Sidelines: Is the local gym a breeding ground for weirdos?

I joined a gym in Federal Way recently.

The main reason: I wasn’t happy with how I was looking in my mid-30s, and I wanted to get in better shape. I wanted to be able to play with my kids without requiring knee-replacement surgery. I also have trouble letting go of the past, and still think and act like I’m 21 years old.

But I had ulterior motives for inking my new gym membership. I love to people watch, and there is no better place to watch people than your local gym. Every sub-section of Americana is represented inside the weight room.

The rich and the poor, the fat and the skinny, the strong and the weak and the young and the old. The gym is the great melting pot our forefathers talked about before signing the Constitution.

At first, my goal was to get in and out of the gym as fast as possible. Complete my workout with my iPod fastened to my ears so nobody would talk to me.

But that was before I stopped and realized the true enjoyment that could be had people-watching at the gym. For some reason, it just seems like a breeding ground for tools, knobs and dorks.

My favorite, however, is the dude that I like to call “Mr. Gym.” This is the guy that walks around like he owns the place. He’s usually in his 20s, but I’ve seen a couple of rare “Mr. Gyms” as old as 50-something.

“Mr. Gym” loves drawing attention to himself and will do just about anything to accomplish that goal. He always has his iPod turned up a little too loud so everybody can hear the “anger rock” blaring from his headphones as he walks by. He also grunts like he’s having a baby with every lift. And when “Mr. Gym” finishes a set, he always announces it by banging the weights onto the ground.

“Mr. Gym” also has subtler ways of drawing attention to himself. He employs strategies like having a perfectly bronze tan in February, bleaching the tips of his hair and never wearing shirt sleeves, even outside. I’ve also noticed that “Mr. Gym” usually drives a Jeep Wrangler without doors and spends his weeknights playing softball.

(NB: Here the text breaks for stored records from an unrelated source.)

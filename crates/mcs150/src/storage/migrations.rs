//! Database migration system for the wizard state database.
//!
//! The schema version lives in the `metadata` table. Version 1 is the base
//! schema; later versions add a `migrate_vN` step.

use rusqlite::Connection;

use crate::error::{Error, Result};

use super::schema::SCHEMA_STATEMENTS;

/// The current schema version.
pub const CURRENT_VERSION: i32 = 1;

/// Key used to store the schema version in the metadata table.
const VERSION_KEY: &str = "schema_version";

/// Initialize the database schema.
///
/// Creates all tables if they don't exist, then runs any pending migrations.
///
/// # Errors
///
/// Returns an error if schema creation or migration fails.
pub fn initialize_schema(conn: &Connection) -> Result<()> {
    for statement in SCHEMA_STATEMENTS {
        conn.execute(statement, [])?;
    }

    let version = get_schema_version(conn)?;
    if version > CURRENT_VERSION {
        return Err(Error::DatabaseMigration {
            message: format!(
                "database schema version {version} is newer than supported version {CURRENT_VERSION}"
            ),
        });
    }
    if version < CURRENT_VERSION {
        run_migrations(conn, version)?;
    }

    Ok(())
}

/// Get the current schema version from the database.
///
/// Returns 0 if no version is set (fresh database).
pub(crate) fn get_schema_version(conn: &Connection) -> Result<i32> {
    let result: std::result::Result<String, rusqlite::Error> = conn.query_row(
        "SELECT value FROM metadata WHERE key = ?1",
        [VERSION_KEY],
        |row| row.get(0),
    );

    match result {
        Ok(value) => value.parse().map_err(|_| Error::DatabaseMigration {
            message: format!("invalid schema version: {value}"),
        }),
        Err(rusqlite::Error::QueryReturnedNoRows) => Ok(0),
        Err(e) => Err(e.into()),
    }
}

fn set_schema_version(conn: &Connection, version: i32) -> Result<()> {
    conn.execute(
        "INSERT OR REPLACE INTO metadata (key, value) VALUES (?1, ?2)",
        (VERSION_KEY, version.to_string()),
    )?;
    Ok(())
}

fn run_migrations(conn: &Connection, from_version: i32) -> Result<()> {
    let mut current = from_version;

    while current < CURRENT_VERSION {
        current += 1;
        run_migration(conn, current)?;
    }

    set_schema_version(conn, CURRENT_VERSION)?;
    Ok(())
}

fn run_migration(conn: &Connection, version: i32) -> Result<()> {
    match version {
        1 => migrate_v1(conn),
        _ => Err(Error::DatabaseMigration {
            message: format!("unknown migration version: {version}"),
        }),
    }
}

/// Version 1 is the base schema created by `SCHEMA_STATEMENTS`.
fn migrate_v1(conn: &Connection) -> Result<()> {
    set_schema_version(conn, 1)
}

But “Mr. Gym” is far from the only oddity that struts around the weightroom. Your local gym blooms a rainbow of weirdos every hour of the day.

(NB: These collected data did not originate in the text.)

//! The signed-in user's filing history.

use std::path::{Path, PathBuf};

use chrono::{DateTime, Local, NaiveDateTime};
use tracing::{info, warn};

use crate::api::{Backend, FilingHistoryRecord};
use crate::download;
use crate::error::{Error, Result};
use crate::notice::Action;
use crate::session;
use crate::storage::Store;

/// Fetch every filing of the signed-in user.
///
/// # Errors
///
/// Returns [`Error::NotAuthenticated`] without a session and an
/// [`Action::LoadHistory`] failure when the backend call fails.
pub async fn list(store: &Store, backend: &dyn Backend) -> Result<Vec<FilingHistoryRecord>> {
    session::gate(store)?;
    backend
        .filing_history()
        .await
        .map_err(|e| Error::action_failed(Action::LoadHistory, e))
}

/// Rows whose USDOT number contains `term`, or whose email contains it
/// ignoring case. An empty term keeps everything.
#[must_use]
pub fn search<'a>(records: &'a [FilingHistoryRecord], term: &str) -> Vec<&'a FilingHistoryRecord> {
    let lowered = term.to_lowercase();
    records
        .iter()
        .filter(|r| r.usdot_number.contains(term) || r.carrier_email.to_lowercase().contains(&lowered))
        .collect()
}

/// `Completed` for status 1, `Pending` otherwise.
#[must_use]
pub fn status_label(status: i64) -> &'static str {
    if status == 1 {
        "Completed"
    } else {
        "Pending"
    }
}

/// Render a backend timestamp as `MM/DD/YYYY, hh:mm AM`.
///
/// RFC 3339, RFC 2822 (`Tue, 15 Oct 2024 10:00:00 GMT`) and plain
/// `YYYY-MM-DD HH:MM:SS` are understood; anything else is shown unchanged.
#[must_use]
pub fn display_date(raw: &str) -> String {
    const OUT: &str = "%m/%d/%Y, %I:%M %p";
    let raw = raw.trim();
    if let Ok(dt) = DateTime::parse_from_rfc3339(raw) {
        return dt.format(OUT).to_string();
    }
    if let Ok(dt) = DateTime::parse_from_rfc2822(raw) {
        return dt.format(OUT).to_string();
    }
    for layout in ["%Y-%m-%d %H:%M:%S%.f", "%Y-%m-%dT%H:%M:%S%.f"] {
        if let Ok(dt) = NaiveDateTime::parse_from_str(raw, layout) {
            return dt.format(OUT).to_string();
        }
    }
    raw.to_string()
}

/// Download a previously generated file into `dir`.
///
/// The file keeps the last segment of its backend path as its name.
///
/// # Errors
///
/// Returns an [`Action::DownloadPdf`] failure when the file cannot be fetched
/// or written.
pub async fn download(store: &Store, backend: &dyn Backend, filing_path: &str, dir: &Path) -> Result<PathBuf> {
    session::gate(store)?;
    let file_name = download::pdf_file_name(filing_path);
    let result = async {
        let bytes = backend.download_generated(filing_path).await?;
        download::save(dir, &file_name, &bytes).await
    }
    .await;

    result.map_err(|e| {
        warn!(path = filing_path, error = %e, "History download failed");
        Error::action_failed(Action::DownloadPdf, e)
    })
}

/// Check that a generated file still exists on the backend.
///
/// # Errors
///
/// Returns an [`Action::ViewFile`] failure ("This file does not exist.") when
/// it does not.
pub async fn view(store: &Store, backend: &dyn Backend, filing_path: &str) -> Result<()> {
    session::gate(store)?;
    backend
        .check_generated(filing_path)
        .await
        .map_err(|e| Error::action_failed(Action::ViewFile, e))
}

/// Export file name for a given moment.
#[must_use]
pub fn export_file_name(at: DateTime<Local>) -> String {
    format!("Filing-history-{}.csv", at.format("%Y%m%d%H%M%S"))
}

/// Export the whole history as CSV into `dir`.
///
/// # Errors
///
/// Returns an [`Action::ExportHistory`] failure when the export cannot be
/// fetched or written.
pub async fn export(store: &Store, backend: &dyn Backend, dir: &Path) -> Result<PathBuf> {
    session::gate(store)?;
    let file_name = export_file_name(Local::now());
    let result = async {
        let bytes = backend.export_history().await?;
        download::save(dir, &file_name, &bytes).await
    }
    .await;

    match result {
        Ok(path) => {
            info!(path = %path.display(), "History exported");
            Ok(path)
        }
        Err(e) => Err(Error::action_failed(Action::ExportHistory, e)),
    }
}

Some of my other favorites include:

• “Creepy Old Man” is the retired guy who was actually “Mr. Gym” back in the 1950s and will tell you stories about how he used to bench press with Jack LaLanne. It’s cool that he’s still working out, but he still thinks its the 1950s and wears a headband, polyester sweatsuit and rocks a Walkman with a Frank Sinatra cassette tape.

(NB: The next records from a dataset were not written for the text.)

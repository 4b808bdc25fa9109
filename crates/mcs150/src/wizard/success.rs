//! Step 6: download the generated PDF or start over.

use std::path::{Path, PathBuf};

use tracing::{info, warn};

use super::{Advance, Step};
use crate::api::Backend;
use crate::download;
use crate::error::{Error, Result};
use crate::notice::{Action, Notice};
use crate::session;
use crate::storage::{Slot, Store};

/// The finished filing.
#[derive(Debug, Clone, PartialEq, Eq)]
pub struct SuccessPage {
    /// USDOT number the filing was made for.
    pub usdot: String,
    /// Name the backend gave the generated PDF.
    pub filing_name: String,
}

impl SuccessPage {
    /// Open the step.
    ///
    /// # Errors
    ///
    /// Redirects to the lookup step without a USDOT number or filing name.
    pub fn open(store: &Store) -> Result<Self> {
        Step::Success.enter(store)?;
        Ok(Self {
            usdot: store.get(Slot::UsdotNumber)?.unwrap_or_default(),
            filing_name: store.get(Slot::FilingName)?.unwrap_or_default(),
        })
    }

    /// Local file name the PDF is saved under.
    #[must_use]
    pub fn file_name(&self) -> String {
        download::pdf_file_name(&self.filing_name)
    }

    /// Fetch the PDF and write it into `dir`.
    ///
    /// Can be repeated; each call overwrites the previous copy.
    ///
    /// # Errors
    ///
    /// Returns an [`Action::DownloadPdf`] failure when the backend call or the
    /// write fails.
    pub async fn download(&self, backend: &dyn Backend, dir: &Path) -> Result<(PathBuf, Notice)> {
        let result = async {
            let bytes = backend.download_generated(&self.filing_name).await?;
            download::save(dir, &self.file_name(), &bytes).await
        }
        .await;

        match result {
            Ok(path) => Ok((
                path,
                Notice::success("Download Complete", "Thank you for downloading the PDF."),
            )),
            Err(e) => {
                warn!(filing = %self.filing_name, error = %e, "PDF download failed");
                Err(Error::action_failed(Action::DownloadPdf, e))
            }
        }
    }
}

/// Clear every wizard slot and go back to the lookup step.
///
/// The credential is kept.
///
/// # Errors
///
/// Returns [`Error::NotAuthenticated`] without a session.
pub fn start_over(store: &Store) -> Result<Advance> {
    session::gate(store)?;
    store.clear_wizard()?;
    info!("Wizard state cleared");
    Ok(Advance::to(Step::New))
}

• “Overweight Sweater” is just in the gym attempting to get into shape, which is admirable. But please bring a towel, or maybe a pressure washer, to wipe down the elliptical machine after you sweat all over it.

• “The Marathoner” could either be a man or woman who runs super fast on the treadmill and wears shorts that don’t leave much to the imagination. They also wear a T-shirt from a different marathon every day of the week just to prove a point that they are runners. Sometimes I even see “The Marathoner” fake like they are grabbing a cup of water from a volunteer on the side of the road.

• “Miss Gym” is the very attractive young lady that wears next to nothing. Obviously, she knows she is attractive, but wants everybody else in the gym to know the same thing. Everybody in the gym is super nice to her ­— imagine that.

• “Too Comfortable Naked Locker Room Dude” is just that. Obviously, I know I’m in a locker room and people are going to be showering, etc. Not that big of a deal. I’m an adult. But this guy is way too comfortable in the buff and will actually try to engage me in a conversation about the Mariners or the weather while naked. Not cool, naked dude.

• “Mr. Glory Days” is a guy that used to supposedly dominate on the high school football field and has to tell everybody about his exploits. I mean everybody. A simple question like, “Are you done with this machine?” leads to him talking about his 1,000-yard senior season and the unfortunate injury that squashed a certain NFL career.

• “Fake Personal Trainer” might be as annoying as “Mr. Gym.” This is the guy that rolls around and attempts to give you tips on lifting weights even though he looks like John Goodman. It doesn’t matter if you are a complete stranger, “Fake Personal Trainer” will show you the correct way to do a biceps curl.

So, thank you gym. I can’t wait to go work out tonight and see if I can spot a few more weirdos.